DETAILED DESCRIPTION
[0019] In the following description, numerous specific details are
set forth. However, it is understood that embodiments of the
invention may be practiced without these specific details. In other
instances, well-known circuits, structures and techniques have not
been shown in detail in order not to obscure the understanding of
this description.
[0020] Reference throughout the specification to "one embodiment"
or "an embodiment" means that a particular feature, structure, or
characteristic described in connection with the embodiment is
included in at least one embodiment of the present invention. Thus,
the appearance of the phrases "in one embodiment" or "in an
embodiment" in various places throughout the specification are not
necessarily all referring to the same embodiment. Furthermore, the
particular features, structures, or characteristics may be combined
in any suitable manner in one or more embodiments.
[0021] Moreover, inventive aspects lie in less than all features of
a single disclosed embodiment. Thus, the claims following the
Detailed Description are hereby expressly incorporated into this
Detailed Description, with each claim standing on its own as a
separate embodiment of this invention.
[0022] Throughout the specification, the terms node and agent are
used generally interchangeably, while it is to be understood that a
particular agent may have one or more ports associated
therewith.
Physical Layer Initialization
[0023] A portion of the PLI logic is used to effect link training
and calibration. In an alternative embodiment, the logic that
effects the training resides on the link layer. The training logic
allows the physical layer on each side of the link to be calibrated
in order to begin using the link. That is, the internal
semiconductor devices are calibrated to be compatible with the I/O
link of the PLI. The initial calibration procedure is referred to
as initialization of the physical layer. This initialization is
effected in a sequence of stages with the initialization of each
subsequent stage requiring the training of I/O circuitry in a
previous stage.
[0024] FIG. 1 illustrates a state machine for effecting a physical
layer initialization in accordance with one embodiment of the
invention. State machine 100 shown in FIG. 1, represents an
initialization sequence starting with Disable/Start operation 105.

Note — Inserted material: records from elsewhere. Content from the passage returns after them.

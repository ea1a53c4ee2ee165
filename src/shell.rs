//! Operator shell (`GE-CTR >`).
//!
//! Line-oriented front end over a [`Controller`]. Known commands are parsed into
//! [`ShellCommand`]; anything else is sent to the device verbatim and the reply printed.
//! While an acquisition or survey runs the shell polls the session, prints new log lines
//! and turns Ctrl-C into an abort request.

use crate::config::PresentationConfig;
use crate::controller::{Controller, WorkerReport};
use crate::error::{AppResult, ConfigurationError, GeoError};
use crate::plan::{ElectrodeConfiguration, MeasurementPlan};
use crate::session::RunStatus;
use crate::tunables::DeviceTunables;
use std::path::PathBuf;
use std::str::FromStr;
use std::sync::Arc;
use std::time::Duration;
use tokio::io::{AsyncBufRead, AsyncBufReadExt, AsyncWrite, AsyncWriteExt};

/// Prompt printed before each command.
pub const PROMPT: &str = "GE-CTR > ";

/// One parsed shell line.
#[derive(Debug, Clone, PartialEq)]
pub enum ShellCommand {
    Empty,
    Probe(ElectrodeConfiguration),
    ProbeOff,
    LoadPlan(PathBuf),
    Wenner(Option<u32>),
    Acquire,
    Survey,
    Discharge(Option<f64>),
    Inject(bool),
    Flush,
    Status,
    Set { key: String, value: String },
    Settings,
    Quit,
    Raw(String),
}

impl FromStr for ShellCommand {
    type Err = ConfigurationError;

    fn from_str(line: &str) -> Result<Self, Self::Err> {
        let line = line.trim();
        if let Some(path) = line.strip_prefix("conf=") {
            return Ok(ShellCommand::LoadPlan(PathBuf::from(path.trim())));
        }

        let mut words = line.split_whitespace();
        let Some(head) = words.next() else {
            return Ok(ShellCommand::Empty);
        };
        let args: Vec<&str> = words.collect();

        let command = match (head, args.as_slice()) {
            ("q" | "quit" | "exit", []) => ShellCommand::Quit,
            ("probe", ["off"]) => ShellCommand::ProbeOff,
            ("probe", [pm, pp, vm, vp]) => ShellCommand::Probe(ElectrodeConfiguration::new(
                number(pm)?,
                number(pp)?,
                number(vm)?,
                number(vp)?,
            )?),
            ("probe", _) => {
                return Err(ConfigurationError::InvalidSetting(
                    "usage: probe <pm> <pp> <vm> <vp> | probe off".to_string(),
                ))
            }
            ("wenner", []) => ShellCommand::Wenner(None),
            ("wenner", [layers]) => ShellCommand::Wenner(Some(number(layers)?)),
            ("acq", []) => ShellCommand::Acquire,
            ("mres", []) => ShellCommand::Survey,
            ("discharge", []) => ShellCommand::Discharge(None),
            ("discharge", [volt]) => ShellCommand::Discharge(Some(number(volt)?)),
            ("inject", []) => ShellCommand::Inject(true),
            ("inject", ["off"]) => ShellCommand::Inject(false),
            ("flush", []) => ShellCommand::Flush,
            ("status", []) => ShellCommand::Status,
            ("settings", []) => ShellCommand::Settings,
            ("set", [key, value @ ..]) if !value.is_empty() => ShellCommand::Set {
                key: key.to_string(),
                value: value.join(" "),
            },
            ("set", _) => {
                return Err(ConfigurationError::InvalidSetting(
                    "usage: set <tunable> <value>".to_string(),
                ))
            }
            _ => ShellCommand::Raw(line.to_string()),
        };
        Ok(command)
    }
}

fn number<T: FromStr>(word: &str) -> Result<T, ConfigurationError> {
    word.parse()
        .map_err(|_| ConfigurationError::InvalidSetting(format!("not a number: {}", word)))
}

/// Replace one field of `tunables`, parsing `value` as a TOML value (bare words are taken
/// as strings).
pub fn apply_setting(
    tunables: &DeviceTunables,
    key: &str,
    value: &str,
) -> Result<DeviceTunables, ConfigurationError> {
    fn invalid(e: impl std::fmt::Display) -> ConfigurationError {
        ConfigurationError::InvalidSetting(e.to_string())
    }

    let mut current = toml::Value::try_from(tunables).map_err(invalid)?;
    let table = current
        .as_table_mut()
        .ok_or_else(|| invalid("tunables are not a table"))?;
    if !table.contains_key(key) {
        return Err(invalid(format!("unknown tunable '{}'", key)));
    }

    let parsed = toml::from_str::<toml::Table>(&format!("v = {}", value))
        .ok()
        .and_then(|mut t| t.remove("v"))
        .unwrap_or_else(|| toml::Value::String(value.to_string()));
    table.insert(key.to_string(), parsed);

    let updated: DeviceTunables = current.try_into().map_err(invalid)?;
    updated.validate()?;
    Ok(updated)
}

enum Flow {
    Continue,
    Quit,
}

/// Interactive shell bound to one controller and one output stream.
pub struct Shell<W> {
    controller: Arc<Controller>,
    presentation: PresentationConfig,
    out: W,
    log_offset: usize,
}

impl<W: AsyncWrite + Unpin> Shell<W> {
    /// Shell writing to `out`.
    pub fn new(controller: Arc<Controller>, presentation: PresentationConfig, out: W) -> Self {
        Self {
            controller,
            presentation,
            out,
            log_offset: 0,
        }
    }

    /// Give back the output stream.
    pub fn into_output(self) -> W {
        self.out
    }

    /// Read commands from `input` until `q` or end of input.
    pub async fn run<R: AsyncBufRead + Unpin>(&mut self, input: R) -> AppResult<()> {
        let mut lines = input.lines();
        loop {
            self.say(PROMPT).await?;
            let Some(line) = lines.next_line().await? else {
                break;
            };
            let command = match line.parse::<ShellCommand>() {
                Ok(command) => command,
                Err(e) => {
                    self.say_line(&format!("error: {}", e)).await?;
                    continue;
                }
            };
            tracing::debug!(?command, "Shell command");
            match self.execute(command).await {
                Ok(Flow::Continue) => {}
                Ok(Flow::Quit) => break,
                Err(e) => self.say_line(&format!("error: {}", e)).await?,
            }
        }
        self.shutdown().await
    }

    async fn execute(&mut self, command: ShellCommand) -> AppResult<Flow> {
        let session = self.controller.session().clone();
        match command {
            ShellCommand::Empty => {}
            ShellCommand::Quit => return Ok(Flow::Quit),
            ShellCommand::Probe(conf) => {
                self.controller.device().await?.set_relay_pattern(&conf).await?;
                self.say_line(&format!("probe {}", conf)).await?;
            }
            ShellCommand::ProbeOff => {
                self.controller.device().await?.probe_off().await?;
                self.say_line("probe off").await?;
            }
            ShellCommand::LoadPlan(path) => {
                let plan = MeasurementPlan::load(&path)?;
                self.install_plan(plan).await?;
            }
            ShellCommand::Wenner(layers) => {
                let layers = layers.unwrap_or(self.presentation.wenner_layers);
                let plan = MeasurementPlan::wenner(session.device_nprobe(), layers)?;
                self.install_plan(plan).await?;
            }
            ShellCommand::Acquire => {
                self.controller.start_acquisition().await?;
                self.follow().await?;
            }
            ShellCommand::Survey => {
                self.controller.start_survey().await?;
                self.follow().await?;
            }
            ShellCommand::Discharge(volt) => {
                let target = volt.unwrap_or(session.tunables().injection_volt_low);
                let reached = self.controller.device().await?.discharge(target).await?;
                self.say_line(&format!("discharged: {:.3}V", reached)).await?;
            }
            ShellCommand::Inject(on) => {
                self.controller.device().await?.enable_injection(on).await?;
                self.say_line(if on { "injection on" } else { "injection off" })
                    .await?;
            }
            ShellCommand::Flush => {
                let pending = self.controller.device().await?.flush().await?;
                if !pending.is_empty() {
                    self.say_line(pending.trim_end()).await?;
                }
            }
            ShellCommand::Status => self.print_status().await?,
            ShellCommand::Set { key, value } => {
                let updated = apply_setting(&session.tunables(), &key, &value)?;
                session.set_tunables(updated)?;
                self.say_line(&format!("{} = {}", key, value)).await?;
            }
            ShellCommand::Settings => {
                let text = toml::to_string_pretty(&session.tunables())
                    .map_err(|e| ConfigurationError::InvalidSetting(e.to_string()))?;
                self.say(&text).await?;
            }
            ShellCommand::Raw(line) => {
                tracing::info!(command = %line, "Sending command directly to device");
                let reply = self.controller.device().await?.send_raw(&line).await?;
                self.say_line(reply.trim_end()).await?;
            }
        }
        Ok(Flow::Continue)
    }

    async fn install_plan(&mut self, plan: MeasurementPlan) -> AppResult<()> {
        let cells = plan.len();
        self.controller.session().load_plan(plan)?;
        self.log_offset = 0;
        self.say_line(&format!("plan loaded: {} cells", cells)).await
    }

    /// Poll the running worker until it finishes.
    async fn follow(&mut self) -> AppResult<()> {
        let poll = Duration::from_millis(self.presentation.poll_interval_ms.max(1));
        let session = self.controller.session().clone();
        let ctrl_c = tokio::signal::ctrl_c();
        tokio::pin!(ctrl_c);
        let mut interrupted = false;

        loop {
            tokio::select! {
                _ = tokio::time::sleep(poll) => {}
                signal = &mut ctrl_c, if !interrupted => {
                    interrupted = true;
                    if signal.is_ok() {
                        self.controller.request_abort();
                        self.say_line("abort requested").await?;
                    }
                }
            }
            self.print_new_log().await?;
            if !session.is_running() {
                break;
            }
        }

        let report = self.controller.wait().await?;
        self.print_new_log().await?;
        match report {
            Some(WorkerReport::Acquisition { report, saved }) => {
                self.say_line(&format!(
                    "{}: {} measured, {} undefined, {} not reached",
                    report.status.as_file_status(),
                    report.measured,
                    report.undefined,
                    report.unmeasured
                ))
                .await?;
                if let Some(path) = saved {
                    self.say_line(&format!("results: {}", path.display())).await?;
                }
            }
            Some(WorkerReport::Survey { readings, saved }) => {
                self.say_line(&format!("contact survey: {} pairs", readings.len()))
                    .await?;
                if let Some(path) = saved {
                    self.say_line(&format!("results: {}", path.display())).await?;
                }
            }
            None => {}
        }
        Ok(())
    }

    async fn print_status(&mut self) -> AppResult<()> {
        let snap = self.controller.session().snapshot();
        let status = match snap.status {
            RunStatus::Idle => "idle",
            RunStatus::Running => "running",
            RunStatus::Success => "success",
            RunStatus::Aborted => "aborted",
        };
        let mut text = format!(
            "status: {} ({}/{} cells)",
            status,
            snap.completed(),
            snap.results.len()
        );
        if let Some((low, high)) = snap.resistance_range.bounds() {
            text.push_str(&format!(", R {:.2}..{:.2} Ohm", low, high));
        }
        if let Some(id) = snap.run_id {
            text.push_str(&format!(", run {}", id));
        }
        self.say_line(&text).await
    }

    async fn print_new_log(&mut self) -> AppResult<()> {
        let (text, offset) = self.controller.session().log_since(self.log_offset);
        self.log_offset = offset;
        if !text.is_empty() {
            self.say(&text).await?;
        }
        Ok(())
    }

    /// Abort and drain a run still in flight, then leave the board safe.
    async fn shutdown(&mut self) -> AppResult<()> {
        if self.controller.session().is_running() {
            self.controller.request_abort();
        }
        match self.controller.wait().await {
            Ok(_) => {}
            Err(GeoError::WorkerFailed(e)) => {
                tracing::warn!(error = %e, "Worker failed before shutdown");
                return Ok(());
            }
            Err(e) => return Err(e),
        }
        let device = self.controller.device().await?;
        if let Err(e) = device.enable_injection(false).await {
            tracing::warn!(error = %e, "Shutdown: injection off failed");
        }
        if let Err(e) = device.probe_off().await {
            tracing::warn!(error = %e, "Shutdown: probe off failed");
        }
        Ok(())
    }

    async fn say(&mut self, text: &str) -> AppResult<()> {
        self.out.write_all(text.as_bytes()).await?;
        self.out.flush().await?;
        Ok(())
    }

    async fn say_line(&mut self, text: &str) -> AppResult<()> {
        self.say(text).await?;
        self.say("\n").await
    }
}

The Disable/Start state 105 is entered at power-on or in response
to any physical layer reset event. For one embodiment, while
disabled, all lanes of the PLI are off and in a low power
state.
[0025] Upon starting, the PLI performs a Detect operation 110 to
detect an interconnected agent. The Detect operation 110 is the
point at which two agents are synchronized to commence link
initialization. The Detect operation 110 determines if there is
another physical layer agent (i.e., the physical layer of another
agent) at the other end of the link. That is, the agent on the
other side of the link may be powered down in which case there is
no need to initialize the link. The Detect operation 110 may be
extended for a specified time period to allow for each
interconnected agent to receive power. That is, because when the
system is powered up, one component may receive power slightly
(e.g., several nanoseconds) earlier than another, therefore the
Detect operation may be extended to accommodate such discrepancies.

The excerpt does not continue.